Our leisure or free time is our official stillness from our everyday activity of work but continues to be organised for us by the culture industry, now firmly in the hands of global corporations. Corporate globalisation rather than art or philosophy determines our culture and lifestyle and also directs our everyday life by designing our work patterns and allotted free time. Theodor Adorno’s pessimistic predictions on the culture industry’s goal of homogeneity (Adorno 1991) still play out today and in particular with regard to the phenomena of free time or life outside work, our work-less time. His critique addresses the work ethics of wage labour with its distinct work and free time, and highlights the dilemma within “And yet, in secret as it were, the contraband of modes of behaviour proper to the domain of work, which will not let people out of its power, is being smuggled into the realm of free time.” (Adorno 1991, 164) He focuses on the inanity of leisure activities and in particular the hobby supplied by the leisure industry for profit while keeping people as amateurs. If labour power has become a commodity then the expression hobby amounts to a paradox where “Organized freedom is compulsory.” (Adorno 1991, 165)

We are given time for leisure and relaxation in order to work more effectively afterwards, without distraction or the need to lark about, but we are then provided with activities to prevent total inaction which would lead to boredom and objective desperation.  Those activities are never too demanding i.e. Sunday cricket, or they would become work, can be essentially passive i.e. watching T.V., or quasi-active i.e. recent spectator sports which, according to Henri Lefebvre, (Lefebvre 1991) allows the supporter to attend, participate and play sport via an intermediary.  Lefebvre sees leisure and work as the interlocked elements of everyday life and insists that we cannot step beyond or escape the everyday in its entirety “the marvellous can only exist in fiction and the illusions people share…And yet we wish to have the illusion of escape as near to hand as possible.” (Lefebvre 1991, 39) However, leaving us on a more optimistic note, Adorno suggests that individuals will continue to resist contrived free time and find ways of approaching freedom proper (Adorno 1991). To some extent more flexible working hours and changing lifestyles are merging work and social time allowing for shorter, more frequent pockets of free time. Computers in the work place allow for gaming and online social interactions under cover of work and although we may feel constantly under surveillance in our Big Brother world, we are aware of deviant ways out. Employing daydreaming as a private method of escape from work is commonplace. Extending this through art and the constructed techno-daydream experience offers a means of disappearance from even officially allotted leisure time and in so doing may offer true stolen episodes of stillness in the chaos of contemporary life.

EMOTIONAL THINKING

The second part of this paper offers insights into the mindstate of daydreaming and how this usually considered leisure time is in fact also the time for positioning diverse thoughts. In particular, it seems, the brain carries out an emotional balancing of various thoughts. New connections are probably being made during the daydreaming process.

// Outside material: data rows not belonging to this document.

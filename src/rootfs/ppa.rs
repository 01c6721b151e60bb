//! `add_extra_ppas` — spec §4.E step 4: write each PPA's `sources.list.d`
//! entry, resolve its signing-key fingerprint if the manifest didn't pin one,
//! and trust that key before the rootfs's package steps run.

use color_eyre::{eyre::eyre, Result};
use serde_json::Value;
use tracing::info;

use crate::engine::Context;
use crate::error::KilnError;
use crate::tools::gpg;
use crate::tools::http::{CliHttpGetter, HttpGetter};

/// # Errors
/// Propagates tool-failure, I/O, and fingerprint-lookup errors.
pub fn add_extra_ppas(ctx: &mut Context) -> Result<()> {
	let chroot = ctx.workspace.sub_dir("chroot")?;
	let Some(customization) = ctx.image.customization.clone() else { return Ok(()) };
	let getter = CliHttpGetter { runner: &ctx.runner };

	for ppa in &customization.extra_ppas {
		let Some((user, name)) = ppa.user_and_ppa() else {
			return Err(eyre!(KilnError::DomainRule {
				field: format!("customization.extra-ppas[{}]", ppa.name),
				reason: "PPA name must match the pattern `user/ppa`".to_owned(),
			}));
		};

		write_sources_entry(&chroot, user, name, &ctx.image.series, ppa.auth.as_deref())?;

		let fingerprint = match &ppa.fingerprint {
			Some(fp) => fp.clone(),
			None => lookup_fingerprint(&getter, user, name)?,
		};
		gpg::trust_key(&ctx.runner, &chroot, user, name, &fingerprint)?;

		info!(ppa = %ppa.name, "added PPA");
	}
	Ok(())
}

/// `chroot/etc/apt/sources.list.d/<user>-ubuntu-<ppa>-<series>.list`
/// containing a single `deb https://[auth@]…launchpadcontent.net/<user>/<ppa>/ubuntu SERIES main`
/// line; a private PPA (`auth` set) is served from `private-ppa.launchpadcontent.net`
/// with the credentials embedded in the URL.
fn write_sources_entry(chroot: &std::path::Path, user: &str, ppa: &str, series: &str, auth: Option<&str>) -> Result<()> {
	let host = if auth.is_some() { "private-ppa.launchpadcontent.net" } else { "ppa.launchpadcontent.net" };
	let userinfo = auth.map_or_else(String::new, |auth| format!("{auth}@"));
	let url = format!("https://{userinfo}{host}/{user}/{ppa}/ubuntu");
	let line = format!("deb {url} {series} main\n");

	let dir = chroot.join("etc/apt/sources.list.d");
	std::fs::create_dir_all(&dir).map_err(|source| KilnError::WorkspaceIo { path: dir.clone(), source })?;
	let path = dir.join(format!("{user}-ubuntu-{ppa}-{series}.list"));
	std::fs::write(&path, line).map_err(|source| KilnError::WorkspaceIo { path, source })
}

/// `GET https://api.launchpad.net/devel/~<user>/+archive/ubuntu/<ppa>` and
/// read `signing_key_fingerprint` (spec §4.E step 4).
fn lookup_fingerprint(getter: &impl HttpGetter, user: &str, ppa: &str) -> Result<String> {
	let url = format!("https://api.launchpad.net/devel/~{user}/+archive/ubuntu/{ppa}");
	let body = getter.get(&url)?;
	let json: Value = serde_json::from_str(&body)
		.map_err(|source| KilnError::SchemaError(format!("{url}: {source}")))?;
	json.get("signing_key_fingerprint")
		.and_then(Value::as_str)
		.map(str::to_owned)
		.ok_or_else(|| eyre!(KilnError::ContentMissing(format!("signing_key_fingerprint in {url}"))))
}

#[cfg(test)]
mod tests {
	use super::*;

	struct FakeGetter(String);
	impl HttpGetter for FakeGetter {
		fn get(&self, _url: &str) -> Result<String> {
			Ok(self.0.clone())
		}
	}

	#[test]
	fn lookup_fingerprint_reads_the_documented_field() {
		let getter = FakeGetter(r#"{"signing_key_fingerprint": "ABCD1234"}"#.to_owned());
		assert_eq!(lookup_fingerprint(&getter, "someuser", "someppa").unwrap(), "ABCD1234");
	}

	#[test]
	fn lookup_fingerprint_rejects_a_response_missing_the_field() {
		let getter = FakeGetter("{}".to_owned());
		assert!(lookup_fingerprint(&getter, "someuser", "someppa").is_err());
	}

	#[test]
	fn write_sources_entry_uses_private_host_only_when_auth_is_set() {
		let tmp = tempfile::tempdir().unwrap();
		write_sources_entry(tmp.path(), "someuser", "someppa", "jammy", None).unwrap();
		let text = std::fs::read_to_string(tmp.path().join("etc/apt/sources.list.d/someuser-ubuntu-someppa-jammy.list")).unwrap();
		assert_eq!(text, "deb https://ppa.launchpadcontent.net/someuser/someppa/ubuntu jammy main\n");
	}

	#[test]
	fn write_sources_entry_embeds_auth_for_a_private_ppa() {
		let tmp = tempfile::tempdir().unwrap();
		write_sources_entry(tmp.path(), "someuser", "someppa", "jammy", Some("token")).unwrap();
		let text = std::fs::read_to_string(tmp.path().join("etc/apt/sources.list.d/someuser-ubuntu-someppa-jammy.list")).unwrap();
		assert_eq!(text, "deb https://token@private-ppa.launchpadcontent.net/someuser/someppa/ubuntu jammy main\n");
	}
}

Research into daydreaming has relied on retrospective reports and reflective introspection. Like with dream reports, this is a backward recall of thoughts where one verbalises a stream of thought as it occurs. Daniel Dennett does not refer directly to the term daydreaming but he explains how human beings developed a habit of “’replaying events in [their] minds’ over and over” (Dennett 2005, 169). He suggests further that this behaviour provides the important source of episodic memory and cannot be considered wasteful or useless at all: we rehearse, repeat, train, to later recall the lesson or episode. This instant replay and reverberating, he explains, is needed to store episodic events. Furthermore he elaborates that this explains “infantile amnesia” where the child was too young to use verbal language to replay events. This act of self-conditioning that relies on self-stimulation is not available in animals. Dennett explains this condition as “echo-capacity”, a situation that facilitates long-term episodic memory. To finalise this thought train: replay and rehearsal mean reflection on several levels. In this respect, it relates to a methodology explained by Alvesson and Sköldberg as reflexivity. (Alvesson and Sköldberg 2000)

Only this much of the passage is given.